### Dataset excerpts
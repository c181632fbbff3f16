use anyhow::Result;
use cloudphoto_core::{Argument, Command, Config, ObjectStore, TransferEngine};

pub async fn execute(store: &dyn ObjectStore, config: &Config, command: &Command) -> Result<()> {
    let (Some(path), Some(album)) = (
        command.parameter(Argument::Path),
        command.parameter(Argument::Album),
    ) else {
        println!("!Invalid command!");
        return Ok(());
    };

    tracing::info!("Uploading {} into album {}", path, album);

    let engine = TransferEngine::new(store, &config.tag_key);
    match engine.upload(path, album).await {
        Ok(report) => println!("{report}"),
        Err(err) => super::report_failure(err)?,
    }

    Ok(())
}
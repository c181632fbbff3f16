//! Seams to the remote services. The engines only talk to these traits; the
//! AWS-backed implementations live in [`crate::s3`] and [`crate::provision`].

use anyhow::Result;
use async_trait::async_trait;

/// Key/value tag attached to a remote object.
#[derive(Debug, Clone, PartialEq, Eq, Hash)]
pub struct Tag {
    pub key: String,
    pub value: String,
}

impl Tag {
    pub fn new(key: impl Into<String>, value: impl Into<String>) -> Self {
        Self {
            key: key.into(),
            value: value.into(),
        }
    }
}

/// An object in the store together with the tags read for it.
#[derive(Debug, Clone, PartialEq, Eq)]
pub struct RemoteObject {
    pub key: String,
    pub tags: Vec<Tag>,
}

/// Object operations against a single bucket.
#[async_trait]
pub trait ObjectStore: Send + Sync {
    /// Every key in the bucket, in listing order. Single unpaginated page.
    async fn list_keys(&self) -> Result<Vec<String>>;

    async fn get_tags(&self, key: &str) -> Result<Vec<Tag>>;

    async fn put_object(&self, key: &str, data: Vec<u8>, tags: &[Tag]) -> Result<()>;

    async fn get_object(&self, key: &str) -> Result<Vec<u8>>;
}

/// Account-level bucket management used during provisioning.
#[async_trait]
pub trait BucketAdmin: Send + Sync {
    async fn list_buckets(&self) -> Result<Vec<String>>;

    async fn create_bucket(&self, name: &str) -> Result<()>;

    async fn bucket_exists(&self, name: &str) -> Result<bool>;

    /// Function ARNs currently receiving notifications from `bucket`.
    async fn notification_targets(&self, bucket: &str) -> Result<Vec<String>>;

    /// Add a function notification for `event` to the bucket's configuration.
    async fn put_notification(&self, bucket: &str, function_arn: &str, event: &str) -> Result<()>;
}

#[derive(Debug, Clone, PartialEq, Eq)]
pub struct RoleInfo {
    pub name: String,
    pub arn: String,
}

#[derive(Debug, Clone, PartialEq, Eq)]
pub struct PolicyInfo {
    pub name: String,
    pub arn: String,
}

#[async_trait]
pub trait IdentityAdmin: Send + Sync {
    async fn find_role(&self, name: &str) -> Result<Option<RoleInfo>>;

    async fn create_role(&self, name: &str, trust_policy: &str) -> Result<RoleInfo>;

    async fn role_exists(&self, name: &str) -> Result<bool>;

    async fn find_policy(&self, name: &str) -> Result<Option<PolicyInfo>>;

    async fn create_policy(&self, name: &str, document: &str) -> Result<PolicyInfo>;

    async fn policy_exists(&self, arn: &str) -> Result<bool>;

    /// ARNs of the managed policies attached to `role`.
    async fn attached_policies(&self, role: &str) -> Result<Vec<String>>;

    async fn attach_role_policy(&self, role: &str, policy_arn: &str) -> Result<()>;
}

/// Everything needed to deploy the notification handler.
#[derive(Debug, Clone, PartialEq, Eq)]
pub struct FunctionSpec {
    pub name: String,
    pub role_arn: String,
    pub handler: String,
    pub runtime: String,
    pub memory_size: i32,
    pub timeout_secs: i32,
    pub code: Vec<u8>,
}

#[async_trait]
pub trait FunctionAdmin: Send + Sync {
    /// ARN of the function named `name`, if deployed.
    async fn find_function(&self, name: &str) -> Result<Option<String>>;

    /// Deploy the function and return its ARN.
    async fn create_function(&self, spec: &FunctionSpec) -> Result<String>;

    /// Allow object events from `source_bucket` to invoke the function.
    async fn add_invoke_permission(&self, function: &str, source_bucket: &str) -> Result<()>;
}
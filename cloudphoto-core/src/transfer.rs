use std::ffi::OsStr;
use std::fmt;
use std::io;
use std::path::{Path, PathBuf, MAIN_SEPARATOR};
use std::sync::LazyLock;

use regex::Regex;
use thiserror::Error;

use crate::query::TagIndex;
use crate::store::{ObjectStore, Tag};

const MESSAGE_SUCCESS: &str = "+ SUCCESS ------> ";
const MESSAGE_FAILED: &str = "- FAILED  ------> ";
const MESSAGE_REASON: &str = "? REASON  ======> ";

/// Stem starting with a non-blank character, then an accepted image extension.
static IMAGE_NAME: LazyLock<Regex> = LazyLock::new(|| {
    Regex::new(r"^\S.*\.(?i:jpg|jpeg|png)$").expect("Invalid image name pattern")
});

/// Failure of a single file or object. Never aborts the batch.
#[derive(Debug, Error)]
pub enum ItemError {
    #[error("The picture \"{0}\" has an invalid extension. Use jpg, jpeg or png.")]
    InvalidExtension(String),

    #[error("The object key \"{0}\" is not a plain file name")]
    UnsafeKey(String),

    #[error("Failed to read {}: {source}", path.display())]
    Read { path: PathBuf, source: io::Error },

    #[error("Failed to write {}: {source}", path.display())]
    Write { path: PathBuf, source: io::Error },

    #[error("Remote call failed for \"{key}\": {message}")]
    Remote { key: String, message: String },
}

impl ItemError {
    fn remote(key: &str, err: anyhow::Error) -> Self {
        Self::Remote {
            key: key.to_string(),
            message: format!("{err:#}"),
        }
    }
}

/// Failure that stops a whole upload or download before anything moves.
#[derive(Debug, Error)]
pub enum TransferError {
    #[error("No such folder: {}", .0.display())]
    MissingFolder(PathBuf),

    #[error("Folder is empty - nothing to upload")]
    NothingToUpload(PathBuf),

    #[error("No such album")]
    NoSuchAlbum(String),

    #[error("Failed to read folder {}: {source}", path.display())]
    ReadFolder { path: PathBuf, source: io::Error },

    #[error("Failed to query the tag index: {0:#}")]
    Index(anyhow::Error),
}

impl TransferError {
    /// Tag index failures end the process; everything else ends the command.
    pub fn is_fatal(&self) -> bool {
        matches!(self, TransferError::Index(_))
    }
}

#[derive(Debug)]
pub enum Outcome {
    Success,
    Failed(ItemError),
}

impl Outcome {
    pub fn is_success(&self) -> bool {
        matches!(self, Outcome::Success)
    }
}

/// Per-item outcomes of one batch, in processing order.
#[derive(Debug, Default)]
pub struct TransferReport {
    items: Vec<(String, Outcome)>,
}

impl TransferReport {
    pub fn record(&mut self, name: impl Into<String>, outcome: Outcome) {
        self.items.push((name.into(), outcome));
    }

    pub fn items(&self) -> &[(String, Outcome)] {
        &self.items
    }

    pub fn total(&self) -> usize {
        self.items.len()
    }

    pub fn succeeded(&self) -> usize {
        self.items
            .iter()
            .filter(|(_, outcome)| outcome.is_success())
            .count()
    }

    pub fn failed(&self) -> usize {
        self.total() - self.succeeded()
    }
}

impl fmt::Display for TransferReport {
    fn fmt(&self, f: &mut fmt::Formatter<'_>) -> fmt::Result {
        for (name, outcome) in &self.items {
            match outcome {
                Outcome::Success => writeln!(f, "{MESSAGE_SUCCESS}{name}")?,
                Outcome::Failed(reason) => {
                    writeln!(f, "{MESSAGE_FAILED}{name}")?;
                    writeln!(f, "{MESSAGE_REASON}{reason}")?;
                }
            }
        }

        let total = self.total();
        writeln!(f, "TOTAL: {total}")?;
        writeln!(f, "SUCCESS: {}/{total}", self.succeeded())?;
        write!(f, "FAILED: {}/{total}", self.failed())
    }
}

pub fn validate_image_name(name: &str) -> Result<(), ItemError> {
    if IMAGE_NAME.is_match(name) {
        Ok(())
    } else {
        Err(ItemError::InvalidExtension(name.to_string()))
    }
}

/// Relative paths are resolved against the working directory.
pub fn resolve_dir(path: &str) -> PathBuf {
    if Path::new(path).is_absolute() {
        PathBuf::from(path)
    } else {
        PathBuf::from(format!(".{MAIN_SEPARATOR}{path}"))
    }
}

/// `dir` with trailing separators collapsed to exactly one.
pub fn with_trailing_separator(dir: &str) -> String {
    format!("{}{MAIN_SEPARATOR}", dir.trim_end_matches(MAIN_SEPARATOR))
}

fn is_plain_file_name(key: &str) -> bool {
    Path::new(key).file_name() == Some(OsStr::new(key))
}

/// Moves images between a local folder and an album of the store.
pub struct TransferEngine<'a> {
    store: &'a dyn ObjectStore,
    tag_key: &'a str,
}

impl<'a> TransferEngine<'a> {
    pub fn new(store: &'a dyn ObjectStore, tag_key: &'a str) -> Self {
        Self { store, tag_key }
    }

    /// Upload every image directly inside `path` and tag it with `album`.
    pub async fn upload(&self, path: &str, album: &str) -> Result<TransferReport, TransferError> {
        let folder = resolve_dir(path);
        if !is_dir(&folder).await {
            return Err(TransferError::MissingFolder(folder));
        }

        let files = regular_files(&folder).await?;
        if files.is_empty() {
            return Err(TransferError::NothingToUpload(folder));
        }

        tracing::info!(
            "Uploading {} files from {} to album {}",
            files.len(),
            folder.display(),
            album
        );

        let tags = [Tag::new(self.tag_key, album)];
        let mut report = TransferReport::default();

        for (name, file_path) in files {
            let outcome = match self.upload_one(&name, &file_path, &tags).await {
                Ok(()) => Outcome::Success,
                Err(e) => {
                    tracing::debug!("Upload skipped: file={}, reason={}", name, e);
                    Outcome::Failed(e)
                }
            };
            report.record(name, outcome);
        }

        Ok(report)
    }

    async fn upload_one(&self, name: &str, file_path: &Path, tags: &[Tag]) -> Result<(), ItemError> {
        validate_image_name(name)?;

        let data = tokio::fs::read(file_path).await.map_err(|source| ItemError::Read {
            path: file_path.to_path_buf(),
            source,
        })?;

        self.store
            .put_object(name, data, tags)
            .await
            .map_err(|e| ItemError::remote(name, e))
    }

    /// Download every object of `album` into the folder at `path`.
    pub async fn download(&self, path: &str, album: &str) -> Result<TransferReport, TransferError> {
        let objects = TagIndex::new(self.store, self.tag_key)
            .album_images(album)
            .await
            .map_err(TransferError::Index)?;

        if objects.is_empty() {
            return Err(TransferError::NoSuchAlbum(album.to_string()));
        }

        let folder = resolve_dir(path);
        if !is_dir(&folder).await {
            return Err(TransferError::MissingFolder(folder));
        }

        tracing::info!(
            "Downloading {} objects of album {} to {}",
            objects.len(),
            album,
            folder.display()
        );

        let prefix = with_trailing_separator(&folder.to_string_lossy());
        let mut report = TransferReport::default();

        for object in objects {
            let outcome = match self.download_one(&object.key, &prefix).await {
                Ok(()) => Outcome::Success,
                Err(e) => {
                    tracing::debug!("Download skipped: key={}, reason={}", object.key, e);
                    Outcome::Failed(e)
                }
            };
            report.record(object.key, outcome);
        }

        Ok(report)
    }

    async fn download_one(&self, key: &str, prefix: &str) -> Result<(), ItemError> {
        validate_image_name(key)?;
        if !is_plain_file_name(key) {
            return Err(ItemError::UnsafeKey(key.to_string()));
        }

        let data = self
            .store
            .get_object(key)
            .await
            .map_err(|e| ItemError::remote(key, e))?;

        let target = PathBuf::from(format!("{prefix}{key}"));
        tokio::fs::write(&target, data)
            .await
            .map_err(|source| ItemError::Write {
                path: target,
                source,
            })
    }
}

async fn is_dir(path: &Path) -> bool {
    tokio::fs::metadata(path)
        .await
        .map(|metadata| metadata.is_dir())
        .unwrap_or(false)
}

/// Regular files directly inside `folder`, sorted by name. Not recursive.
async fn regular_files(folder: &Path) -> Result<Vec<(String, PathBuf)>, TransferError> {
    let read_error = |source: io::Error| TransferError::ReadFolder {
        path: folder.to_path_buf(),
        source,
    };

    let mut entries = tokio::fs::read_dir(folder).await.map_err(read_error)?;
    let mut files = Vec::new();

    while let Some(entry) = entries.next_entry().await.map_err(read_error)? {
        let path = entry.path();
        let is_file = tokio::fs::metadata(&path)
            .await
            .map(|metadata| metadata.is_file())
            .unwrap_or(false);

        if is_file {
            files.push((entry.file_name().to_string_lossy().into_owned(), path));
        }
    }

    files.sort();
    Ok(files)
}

### Activity
Give back, word for word, only the lines above from the line holding "return Ok(());" to the line holding "pub struct Tag", both included.

### Written solution
        return Ok(());
    };

    tracing::info!("Uploading {} into album {}", path, album);

    let engine = TransferEngine::new(store, &config.tag_key);
    match engine.upload(path, album).await {
        Ok(report) => println!("{report}"),
        Err(err) => super::report_failure(err)?,
    }

    Ok(())
}
repository c181632fbbff3f16
//! Seams to the remote services. The engines only talk to these traits; the
//! AWS-backed implementations live in [`crate::s3`] and [`crate::provision`].

use anyhow::Result;
use async_trait::async_trait;

/// Key/value tag attached to a remote object.
#[derive(Debug, Clone, PartialEq, Eq, Hash)]
pub struct Tag {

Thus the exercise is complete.